Quinn thought that Colby was waiting for vindication of his words. “People can be very evil,” Quinn told him quietly.
“And people can—perhaps, in a way--imbue things they—that they use with that evil,” Danni said carefully. “What do you know about the doll or figure or—exactly what is it? And where is it now?”
“It’s a—a moveable mannequin, something like a puppet,” Colby told them. “There were five of them—they were used in a movie called ‘Zombie Nuns of the Apocalypse.’ The movie is, naturally, bizarre, but something of a cult classic now. Oh, I guess it’s really an animatronic—it’s battery operated and can jerk—the arms lift, that kind of thing. The moviemakers put them up at an auction—they were coveted by collectors! I was really lucky to have snagged one—or, at least, I thought I’d been incredibly lucky.”
“So it was a prop in a move,” Danni murmured.

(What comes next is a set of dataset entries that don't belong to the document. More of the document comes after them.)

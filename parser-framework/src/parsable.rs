use common_framework::error::check_index;
use common_framework::Result;

/// A read-only, position-addressable sequence of elements.
///
/// Implementors supply [`len`](Parsable::len), [`at`](Parsable::at) and
/// [`are_equal`](Parsable::are_equal); every query below is built from those
/// three. Positions are signed: anything outside `[0, len)` is reported as
/// [`Error::IndexOutOfRange`](common_framework::Error::IndexOutOfRange)
/// rather than panicking.
pub trait Parsable {
    /// The "character" type of the sequence.
    type Element: Copy + std::fmt::Debug;

    /// Returns the number of elements.
    fn len(&self) -> usize;

    fn is_empty(&self) -> bool {
        self.len() == 0
    }

    /// Returns the element at `index`.
    fn at(&self, index: isize) -> Result<Self::Element>;

    /// Element equality used by all `is_at*` queries.
    fn are_equal(&self, a: &Self::Element, b: &Self::Element) -> bool;

    /// Returns up to `len` elements starting at `start`.
    ///
    /// A request running past the end is clamped, not rejected. `start` itself
    /// must lie in `[0, len())`; `substring(len(), 0)` fails like any other
    /// out-of-range start.
    fn substring(&self, start: isize, len: usize) -> Result<Substring<'_, Self>> {
        let first = check_index(start, self.len())?;
        let end = first.saturating_add(len).min(self.len());
        Ok(Substring::new(self, first, end))
    }

    /// Returns everything from `start` to the end.
    fn substring_from(&self, start: isize) -> Result<Substring<'_, Self>> {
        let first = check_index(start, self.len())?;
        Ok(Substring::new(self, first, self.len()))
    }

    /// Returns true if the element at `position` equals `element`.
    fn is_at(&self, position: isize, element: Self::Element) -> Result<bool> {
        let current = self.at(position)?;
        Ok(self.are_equal(&current, &element))
    }

    /// Returns true if the element at `position` satisfies `predicate`.
    fn is_at_with<F>(&self, position: isize, predicate: F) -> Result<bool>
    where
        F: FnOnce(Self::Element) -> bool,
    {
        self.at(position).map(predicate)
    }

    /// Returns true if `needle` occurs starting at `position`.
    ///
    /// Never fails: a needle that runs outside the sequence simply does not
    /// match. An empty needle always matches.
    fn is_at_seq<I>(&self, position: isize, needle: I) -> bool
    where
        I: IntoIterator<Item = Self::Element>,
    {
        let length = self.len();
        for (offset, expected) in needle.into_iter().enumerate() {
            let index = match position.checked_add(offset as isize) {
                Some(index) if index >= 0 && (index as usize) < length => index,
                _ => return false,
            };
            match self.at(index) {
                Ok(actual) if self.are_equal(&actual, &expected) => {}
                _ => return false,
            }
        }
        true
    }

    /// Applies `predicate` to `substring(position, length)`.
    fn is_at_str<F>(&self, position: isize, predicate: F, length: usize) -> Result<bool>
    where
        F: FnOnce(Substring<'_, Self>) -> bool,
    {
        self.substring(position, length).map(predicate)
    }
}

/// Lazy view of a run of elements from a [`Parsable`].
///
/// A clone continues from the same point as the original; ask the parsable
/// for a new substring to start over.
#[derive(Debug)]
pub struct Substring<'a, P: Parsable + ?Sized> {
    source: &'a P,
    next: usize,
    end: usize,
}

impl<'a, P: Parsable + ?Sized> Substring<'a, P> {
    fn new(source: &'a P, start: usize, end: usize) -> Self {
        Self {
            source,
            next: start,
            end,
        }
    }
}

impl<P: Parsable + ?Sized> Clone for Substring<'_, P> {
    fn clone(&self) -> Self {
        Self {
            source: self.source,
            next: self.next,
            end: self.end,
        }
    }
}

impl<P: Parsable + ?Sized> Iterator for Substring<'_, P> {
    type Item = P::Element;

    fn next(&mut self) -> Option<Self::Item> {
        if self.next >= self.end {
            return None;
        }
        let element = self.source.at(self.next as isize).ok()?;
        self.next += 1;
        Some(element)
    }

    fn size_hint(&self) -> (usize, Option<usize>) {
        let remaining = self.end.saturating_sub(self.next);
        (remaining, Some(remaining))
    }
}

impl<P: Parsable + ?Sized> ExactSizeIterator for Substring<'_, P> {}
//! Element equality used by parsables.
//!
//! Parsables never compare elements with `==` directly; they go through an
//! [`ElementEq`] so callers can choose e.g. case-insensitive matching.

/// Decides whether two elements are equal.
pub trait ElementEq<E> {
    fn are_equal(&self, a: &E, b: &E) -> bool;
}

/// Plain `PartialEq` comparison.
#[derive(Debug, Clone, Copy, Default, PartialEq, Eq)]
pub struct DefaultEq;

impl<E: PartialEq> ElementEq<E> for DefaultEq {
    #[inline]
    fn are_equal(&self, a: &E, b: &E) -> bool {
        a == b
    }
}

/// ASCII case-insensitive comparison for `char` and `u8` elements.
#[derive(Debug, Clone, Copy, Default, PartialEq, Eq)]
pub struct IgnoreAsciiCase;

impl ElementEq<char> for IgnoreAsciiCase {
    #[inline]
    fn are_equal(&self, a: &char, b: &char) -> bool {
        a.eq_ignore_ascii_case(b)
    }
}

impl ElementEq<u8> for IgnoreAsciiCase {
    #[inline]
    fn are_equal(&self, a: &u8, b: &u8) -> bool {
        a.eq_ignore_ascii_case(b)
    }
}

impl<E, F> ElementEq<E> for F
where
    F: Fn(&E, &E) -> bool,
{
    #[inline]
    fn are_equal(&self, a: &E, b: &E) -> bool {
        self(a, b)
    }
}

“More than a prop,” Colby said. “Scream Queen Arianna Palacio played a nun as well—the zombie nuns were created to look just like her. With the actress and the five mannequin/puppets, the filmmakers were able to make it look as if an army of the things was swarming. Each was a little…well, eaten away a little differently. Missing flesh, bone sticking out, scabby—in different places. Okay, so the move was no ‘Casablanca’—or even a ‘Friday the 13th,’ but like I said, it wound up with a huge following. It was shot for less than fifty-thousand dollars—a modern miracle in the film world. It grossed millions around the world. And I’m yapping on about a movie when my sister….” he stopped speaking, his voice choked off, and his eyes becoming moist with tears.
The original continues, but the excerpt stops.